As explained in [this article from MIT News](https://news.mit.edu/2017/explained-neural-networks-deep-learning-0414), "Neural net\[work\]s are a means of doing machine learning, in which a computer learns to perform some task by analyzing training examples. Usually, the examples have been hand-labeled in advance.

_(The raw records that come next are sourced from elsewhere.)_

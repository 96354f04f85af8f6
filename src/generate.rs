//! Random slice generation for sources without a manual label file.
//!
//! Two variants: density-based (one slice per ~2 minutes of material,
//! jittered) and balanced (an explicit duration target, split exactly
//! across the three block types). Both place climax points with a
//! minimum-spacing rule and a bounded retry budget per slot; a slot whose
//! budget runs out is dropped with a diagnostic, not an error.
//!
//! Every random decision goes through the caller's `Rng` so tests can
//! seed the outcome.

use rand::Rng;
use rand::seq::IndexedRandom;
use thiserror::Error;

use crate::block::{BlockType, SliceSpec};
use crate::config::SlicerSettings;

#[derive(Debug, Error)]
pub enum GenerateError {
    #[error("requested {requested:.1} minutes but at most {max:.1} can be extracted from this source")]
    TooManyMinutes { requested: f64, max: f64 },
}

/// Accepted specs (sorted by climax time) plus per-slot diagnostics.
#[derive(Debug, Default)]
pub struct GenerateOutcome {
    pub specs: Vec<SliceSpec>,
    pub diagnostics: Vec<String>,
}

/// The most block-minutes this source can yield under the spacing rule.
pub fn max_minutes(source_duration_secs: f64, settings: &SlicerSettings) -> f64 {
    (source_duration_secs / settings.min_spacing_secs()).floor() * settings.slice_secs / 60.0
}

/// Density-based generation: slice count ≈ duration / density window,
/// jittered ±20%, at least one. Types are picked uniformly per slot.
pub fn density_based(
    source_duration_secs: f64,
    settings: &SlicerSettings,
    rng: &mut impl Rng,
) -> GenerateOutcome {
    let mut out = GenerateOutcome::default();
    let Some(range) = safe_range(source_duration_secs, settings) else {
        out.diagnostics.push(format!(
            "source is {source_duration_secs:.1}s, shorter than one {:.0}s slice",
            settings.slice_secs
        ));
        return out;
    };

    let target = source_duration_secs / settings.density_window_secs;
    let jitter = rng.random_range(0.8..=1.2);
    let count = ((target * jitter).round() as usize).max(1);

    let mut centers: Vec<f64> = Vec::new();
    for slot in 0..count {
        let block_type = *BlockType::ALL.choose(rng).unwrap_or(&BlockType::Music);
        match place_center(&centers, range, settings, rng) {
            Some(center) => {
                centers.push(center);
                push_spec(&mut out, center, block_type, source_duration_secs, settings);
            }
            None => out.diagnostics.push(format!(
                "slot {}: no position satisfied the {:.0}s spacing after {} attempts",
                slot + 1,
                settings.min_spacing_secs(),
                settings.placement_retries
            )),
        }
    }

    out.specs
        .sort_by(|a, b| a.climax_secs.total_cmp(&b.climax_secs));
    out
}

/// Balanced generation for an explicit duration target. The slice count
/// is rounded up to a multiple of the type count so the split is exact;
/// each type is placed independently under the same spacing rule.
pub fn balanced(
    source_duration_secs: f64,
    requested_minutes: f64,
    settings: &SlicerSettings,
    rng: &mut impl Rng,
) -> Result<GenerateOutcome, GenerateError> {
    let max = max_minutes(source_duration_secs, settings);
    if requested_minutes > max {
        return Err(GenerateError::TooManyMinutes {
            requested: requested_minutes,
            max,
        });
    }

    let mut out = GenerateOutcome::default();
    let Some(range) = safe_range(source_duration_secs, settings) else {
        out.diagnostics.push(format!(
            "source is {source_duration_secs:.1}s, shorter than one {:.0}s slice",
            settings.slice_secs
        ));
        return Ok(out);
    };

    let raw = (requested_minutes * 60.0 / settings.slice_secs).ceil() as usize;
    let types = BlockType::ALL.len();
    let count = raw.div_ceil(types) * types;
    let per_type = count / types;

    for block_type in BlockType::ALL {
        let mut centers: Vec<f64> = Vec::new();
        for slot in 0..per_type {
            match place_center(&centers, range, settings, rng) {
                Some(center) => {
                    centers.push(center);
                    push_spec(&mut out, center, block_type, source_duration_secs, settings);
                }
                None => out.diagnostics.push(format!(
                    "{} slot {}: no position satisfied the {:.0}s spacing after {} attempts",
                    block_type,
                    slot + 1,
                    settings.min_spacing_secs(),
                    settings.placement_retries
                )),
            }
        }
    }

    out.specs
        .sort_by(|a, b| a.climax_secs.total_cmp(&b.climax_secs));
    Ok(out)
}

/// Climax positions whose windows stay inside the source: excludes half a
/// slice at each end. `None` when the source is shorter than one slice.
fn safe_range(source_duration_secs: f64, settings: &SlicerSettings) -> Option<(f64, f64)> {
    let half = settings.slice_secs / 2.0;
    let lo = half;
    let hi = source_duration_secs - half;
    (hi > lo).then_some((lo, hi))
}

/// Bounded retry loop: a random center that keeps the spacing rule, or
/// `None` once the budget is spent.
fn place_center(
    placed: &[f64],
    (lo, hi): (f64, f64),
    settings: &SlicerSettings,
    rng: &mut impl Rng,
) -> Option<f64> {
    let spacing = settings.min_spacing_secs();
    for _ in 0..settings.placement_retries {
        let candidate = rng.random_range(lo..hi);
        if placed.iter().all(|&c| (candidate - c).abs() >= spacing) {
            return Some(candidate);
        }
    }
    None
}

fn push_spec(
    out: &mut GenerateOutcome,
    center: f64,
    block_type: BlockType,
    source_duration_secs: f64,
    settings: &SlicerSettings,
) {
    let description = format!("auto {} at {:.0}s", block_type.label(), center);
    match SliceSpec::new(
        center,
        block_type,
        description,
        settings.slice_secs,
        Some(source_duration_secs),
    ) {
        Ok(spec) => out.specs.push(spec),
        // Placement keeps centers inside the safe range, so this only
        // trips on float drift at the edges.
        Err(err) => out
            .diagnostics
            .push(format!("center at {center:.1}s skipped: {err}")),
    }
}

#[cfg(test)]
mod tests {
    use super::*;
    use rand::SeedableRng;
    use rand::rngs::StdRng;

    fn settings() -> SlicerSettings {
        SlicerSettings::default()
    }

    fn assert_spacing(specs: &[SliceSpec], spacing: f64) {
        for pair in specs.windows(2) {
            assert!(
                (pair[1].climax_secs - pair[0].climax_secs).abs() >= spacing - 1e-9,
                "specs too close: {} vs {}",
                pair[0].climax_secs,
                pair[1].climax_secs
            );
        }
    }

    #[test]
    fn max_minutes_follows_spacing_rule() {
        // floor(600 / 45) = 13 slices of 30s = 6.5 minutes.
        assert_eq!(max_minutes(600.0, &settings()), 6.5);
        assert_eq!(max_minutes(44.0, &settings()), 0.0);
    }

    #[test]
    fn density_based_is_deterministic_under_a_seed() {
        let a = density_based(600.0, &settings(), &mut StdRng::seed_from_u64(7));
        let b = density_based(600.0, &settings(), &mut StdRng::seed_from_u64(7));
        assert_eq!(a.specs, b.specs);
    }

    #[test]
    fn density_based_count_tracks_duration_with_jitter() {
        // 600s / 120s = 5 slices, ±20% -> between 4 and 6.
        let out = density_based(600.0, &settings(), &mut StdRng::seed_from_u64(42));
        let produced = out.specs.len() + out.diagnostics.len();
        assert!((4..=6).contains(&produced), "got {produced}");
        assert_spacing(&out.specs, settings().min_spacing_secs());
        for spec in &out.specs {
            assert!(spec.window_begin >= 0.0);
            assert!(spec.window_end <= 600.0);
        }
    }

    #[test]
    fn density_based_yields_at_least_one_slot_for_short_sources() {
        let out = density_based(90.0, &settings(), &mut StdRng::seed_from_u64(1));
        assert_eq!(out.specs.len() + out.diagnostics.len(), 1);
    }

    #[test]
    fn density_based_reports_sources_shorter_than_a_slice() {
        let out = density_based(20.0, &settings(), &mut StdRng::seed_from_u64(1));
        assert!(out.specs.is_empty());
        assert_eq!(out.diagnostics.len(), 1);
    }

    #[test]
    fn balanced_rejects_requests_over_the_extractable_bound() {
        let err = balanced(600.0, 7.0, &settings(), &mut StdRng::seed_from_u64(3)).unwrap_err();
        let msg = err.to_string();
        assert!(msg.contains("7.0"));
        assert!(msg.contains("6.5"));
    }

    #[test]
    fn balanced_rounds_count_up_to_an_exact_type_split() {
        // 2 minutes -> 4 slices -> rounded up to 6, two per type.
        let out = balanced(3000.0, 2.0, &settings(), &mut StdRng::seed_from_u64(11)).unwrap();
        assert!(out.diagnostics.is_empty());
        assert_eq!(out.specs.len(), 6);
        for ty in BlockType::ALL {
            assert_eq!(out.specs.iter().filter(|s| s.block_type == ty).count(), 2);
        }
        // Merged output is sorted by climax time.
        let climaxes: Vec<f64> = out.specs.iter().map(|s| s.climax_secs).collect();
        let mut sorted = climaxes.clone();
        sorted.sort_by(f64::total_cmp);
        assert_eq!(climaxes, sorted);
    }

    #[test]
    fn balanced_spacing_applies_within_each_type() {
        let out = balanced(3000.0, 3.0, &settings(), &mut StdRng::seed_from_u64(5)).unwrap();
        for ty in BlockType::ALL {
            let mut of_type: Vec<SliceSpec> = out
                .specs
                .iter()
                .filter(|s| s.block_type == ty)
                .cloned()
                .collect();
            of_type.sort_by(|a, b| a.climax_secs.total_cmp(&b.climax_secs));
            assert_spacing(&of_type, settings().min_spacing_secs());
        }
    }

    #[test]
    fn crowded_sources_drop_slots_with_diagnostics_instead_of_failing() {
        // 100s source: safe range is 70s wide, so at most two 45s-spaced
        // centers fit; a 5-slot density request must drop some.
        let mut s = settings();
        s.density_window_secs = 20.0;
        let out = density_based(100.0, &s, &mut StdRng::seed_from_u64(9));
        assert!(!out.diagnostics.is_empty());
        assert!(!out.specs.is_empty());
        assert_spacing(&out.specs, s.min_spacing_secs());
    }
}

An object recognition system, for instance, might be fed thousands of labeled images of cars, houses, coffee cups, and so on, and it would find visual patterns in the images that consistently correlate with particular labels."

## Examples
### What would a *travel* caption generator be good for?
- Instagram, Facebook, or Pinterest captions
- Writing travel articles
- Advertising travel destinations

### What could *other* caption generators be good for?
- Restaurant menus
- Real estate brochures
- Furniture descriptions

## Code Part 1
### How to create a travel photograph caption generator.
To start, complete the necessary imports. The command at the end resolved memory issues that stopped the model from running, but you may not need to use it:

In [2]:
import numpy as np
import pandas as pd
import os
import string
import pickle
import math
import tensorflow as tf
from keras.preprocessing import image
from keras.preprocessing.sequence import pad_sequences
from keras.applications.inception_v3 import InceptionV3, preprocess_input
from keras.models import Model, Sequential, load_model
from keras.layers import Input, Dense, Dropout, Flatten, Conv2D, MaxPooling2D, LSTM, Bidirectional, Embedding
from keras.layers.merge import add
from keras.utils import to_categorical, plot_model
from keras.callbacks import ModelCheckpoint, EarlyStopping
from keras import regularizers, optimizers

os.environ['KMP_DUPLICATE_LIB_OK'] = 'True'

Using TensorFlow backend.


Next, load the caption dictionary and remove punctuation and numbers from the captions:

In [2]:
# creating the vocabulary on the first run

caption_df = pd.read_csv("../Data/atlas_edits_clean.csv")
caption_df.rename(columns = {"Unnamed: 0": "image_number"}, inplace = True)

In [3]:
# creating the vocabulary on the first run

caption_dict = dict()
for i in range(0,len(caption_df.index)):
    caption_dict[caption_df.loc[i, "image_number"]] = caption_df.loc[i, "description"]

In [4]:
# creating the vocabulary on the first run

table = str.maketrans('', '', string.punctuation)
# characters to replace, characters to replace them with, characters to delete

for image_number, description in caption_dict.items():
    # tokenize
    description = description.split()
    # convert to lower case
    description = [word.lower() for word in description]
    # remove punctuation from each token
    description = [word.translate(table) for word in description]
    # remove hanging 's' and 'a'
    description = [word for word in description if len(word) > 1]
    # remove tokens with numbers in them
    description = [word for word in description if word.isalpha()]
    # store as string
    description = ' '.join(description)
    # save in dict
    caption_dict[image_number] =  description

In [5]:
# creating the vocabulary on the first run

# Create a list of all the training captions
all_captions = []
for image_number, description in caption_dict.items():
    all_captions.append(description)

# Consider only words which occur at least 3 times in the corpus
word_count_threshold = 3
word_counts = dict()
num_sentences = 0
for sent in all_captions:
    num_sentences += 1
    for w in sent.split(' '):
        word_counts[w] = word_counts.get(w, 0) + 1 # add one to the count of the word

vocab = [w for w in word_counts if word_counts[w] >= word_count_threshold]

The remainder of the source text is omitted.